ENGINE_SORTING_KEY "device_id, sensor_type, timestamp"
The schema is designed to optimize query performance, with sorting keys on device_id, sensor_type, and timestamp to facilitate fast data retrieval. For data ingestion, Tinybird's Events API allows you to stream JSON/NDJSON events from your application frontend or backend with a simple HTTP request. This method is ideal for real-time data streaming, ensuring low latency. Here is an example of how to ingest sensor data using the Events API:
curl -X POST "https://api.europe-west2.gcp.tinybird.co/v0/events?name=sensor_data&utm_source=DEV&utm_campaign=tb+create+--prompt+DEV" \
-H "Authorization: Bearer $TB_ADMIN_TOKEN" \
-d '{
"device_id": "device_123",
"sensor_type": "temperature",
"reading": 25.5,
"reading_unit": "celsius",
"battery_level": 0.87,
"location": "building_a",
"timestamp": "2023-07-12 14:30:00"
}'
Additionally, Tinybird provides other ingestion methods such as the Kafka connector for streaming data and the Data Sources API or S3 connector for batch or file data. Here is how you can ingest data using the Tinybird CLI:
tb datasource append sensor_data.datasource 'path/to/your/data.ndjson'
Transforming data and publishing APIs
Tinybird's pipes enable data transformation and API publication.
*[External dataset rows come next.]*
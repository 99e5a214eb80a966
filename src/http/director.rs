//! Identity header policy for HTTP mode.
//!
//! Requests pass through two explicit stages before forwarding:
//!
//! ```text
//! request ─ rewrite_target ─▶ request' ─ inject_identity_headers(identity) ─▶ request''
//! ```
//!
//! The first stage also removes any identity headers the client sent, so a
//! header that reaches the backend was always written by the second stage.

use std::sync::Arc;

use axum::http::header::InvalidHeaderName;
use axum::http::{HeaderMap, HeaderName, HeaderValue, Request};

use crate::config::{HeaderConfig, IdentityConfig};
use crate::identity::IdentityRecord;
use crate::net::BackendTarget;
use crate::security::strip_headers;

/// Names of the headers carrying the caller's identity.
#[derive(Debug, Clone, PartialEq, Eq)]
pub struct HeaderNames {
    pub email: HeaderName,
    pub user: HeaderName,
    pub network: HeaderName,
    pub name: HeaderName,
}

impl HeaderNames {
    pub fn from_config(config: &HeaderConfig) -> Result<Self, InvalidHeaderName> {
        Ok(Self {
            email: HeaderName::from_bytes(config.email.as_bytes())?,
            user: HeaderName::from_bytes(config.user.as_bytes())?,
            network: HeaderName::from_bytes(config.network.as_bytes())?,
            name: HeaderName::from_bytes(config.name.as_bytes())?,
        })
    }

    pub fn all(&self) -> [&HeaderName; 4] {
        [&self.email, &self.user, &self.network, &self.name]
    }
}

impl Default for HeaderNames {
    fn default() -> Self {
        Self {
            email: HeaderName::from_static("x-webauth-email"),
            user: HeaderName::from_static("x-webauth-user"),
            network: HeaderName::from_static("x-webauth-network"),
            name: HeaderName::from_static("x-webauth-name"),
        }
    }
}

/// Derive the tailnet name from a node's fully qualified name.
///
/// `laptop.corp.example.com.beta.tailscale.net.` with computed name `laptop`
/// and suffix `.beta.tailscale.net` yields `corp.example.com`. Returns `None`
/// when `node_name` does not start with `<computed_node_name>.` or nothing is
/// left after stripping.
pub fn tailnet_name<'a>(node_name: &'a str, computed_node_name: &str, network_suffix: &str) -> Option<&'a str> {
    if computed_node_name.is_empty() {
        return None;
    }
    let fqdn = node_name.strip_suffix('.').unwrap_or(node_name);
    let rest = fqdn
        .strip_prefix(computed_node_name)
        .and_then(|rest| rest.strip_prefix('.'))?;
    let tailnet = rest.strip_suffix(network_suffix).unwrap_or(rest);
    (!tailnet.is_empty()).then_some(tailnet)
}

/// Applies the identity header policy to proxied requests.
#[derive(Debug, Clone)]
pub struct Director {
    headers: HeaderNames,
    network_suffix: String,
    backend: Arc<BackendTarget>,
}

impl Director {
    pub fn new(headers: HeaderNames, network_suffix: impl Into<String>, backend: Arc<BackendTarget>) -> Self {
        Self {
            headers,
            network_suffix: network_suffix.into(),
            backend,
        }
    }

    pub fn from_config(
        headers: &HeaderConfig,
        identity: &IdentityConfig,
        backend: Arc<BackendTarget>,
    ) -> Result<Self, InvalidHeaderName> {
        Ok(Self::new(
            HeaderNames::from_config(headers)?,
            identity.network_suffix.clone(),
            backend,
        ))
    }

    pub fn header_names(&self) -> &HeaderNames {
        &self.headers
    }

    pub fn backend(&self) -> &Arc<BackendTarget> {
        &self.backend
    }

    /// Point the request at the backend and drop client-supplied identity headers.
    pub fn rewrite_target<B>(&self, request: Request<B>, peer: std::net::SocketAddr) -> Request<B> {
        let mut request = super::request::rewrite_target(request, peer, self.backend.authority());
        strip_headers(request.headers_mut(), self.headers.all());
        request
    }

    /// Set the identity headers for `identity`, replacing any existing values.
    pub fn inject_identity_headers<B>(&self, mut request: Request<B>, identity: &IdentityRecord) -> Request<B> {
        let headers = request.headers_mut();

        set_header(headers, &self.headers.email, &identity.login_name);
        set_header(headers, &self.headers.user, identity.user_name());
        let display_name = if identity.display_name.is_empty() {
            &identity.login_name
        } else {
            &identity.display_name
        };
        set_header(headers, &self.headers.name, display_name);

        if identity.is_shared_node {
            headers.remove(&self.headers.network);
            return request;
        }

        match tailnet_name(&identity.node_name, &identity.computed_node_name, &self.network_suffix) {
            Some(tailnet) => set_header(headers, &self.headers.network, tailnet),
            None => {
                headers.remove(&self.headers.network);
                tracing::warn!(
                    node_name = %identity.node_name,
                    computed_node_name = %identity.computed_node_name,
                    "Could not derive tailnet name, omitting network header"
                );
            }
        }

        request
    }
}

fn set_header(headers: &mut HeaderMap, name: &HeaderName, value: &str) {
    match HeaderValue::from_bytes(value.as_bytes()) {
        Ok(value) => {
            headers.insert(name.clone(), value);
        }
        Err(_) => {
            headers.remove(name);
            tracing::warn!(header = %name, "Identity value is not a valid header value, omitting");
        }
    }
}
Here, we'll focus on creating API Endpoints for three main functionalities: retrieving the latest sensor readings, detecting anomalies, and generating aggregated sensor statistics.
Latest Readings Endpoint
The latest_readings pipe provides the most recent readings from IoT sensors. It supports optional filtering by device ID, sensor type, or location. Here's the full SQL query for this endpoint:
SELECT
device_id,
sensor_type,
reading,
reading_unit,
battery_level,
location,
timestamp
FROM sensor_data
WHERE 1=1
{% if defined(device_id) %}
AND device_id = {{String(device_id, '')}}
{% end %}
{% if defined(sensor_type) %}
AND sensor_type = {{String(sensor_type, '')}}
{% end %}
{% if defined(location) %}
AND location = {{String(location, '')}}
{% end %}
{% if defined(hours_back) %}
AND timestamp > now() - interval {{Int(hours_back, 24)}} hour
{% else %}
AND timestamp > now() - interval 24 hour
{% end %}
ORDER BY timestamp DESC
LIMIT {{Int(limit, 100)}}
This SQL logic demonstrates how to apply dynamic filtering based on query parameters, making the API flexible for various use cases.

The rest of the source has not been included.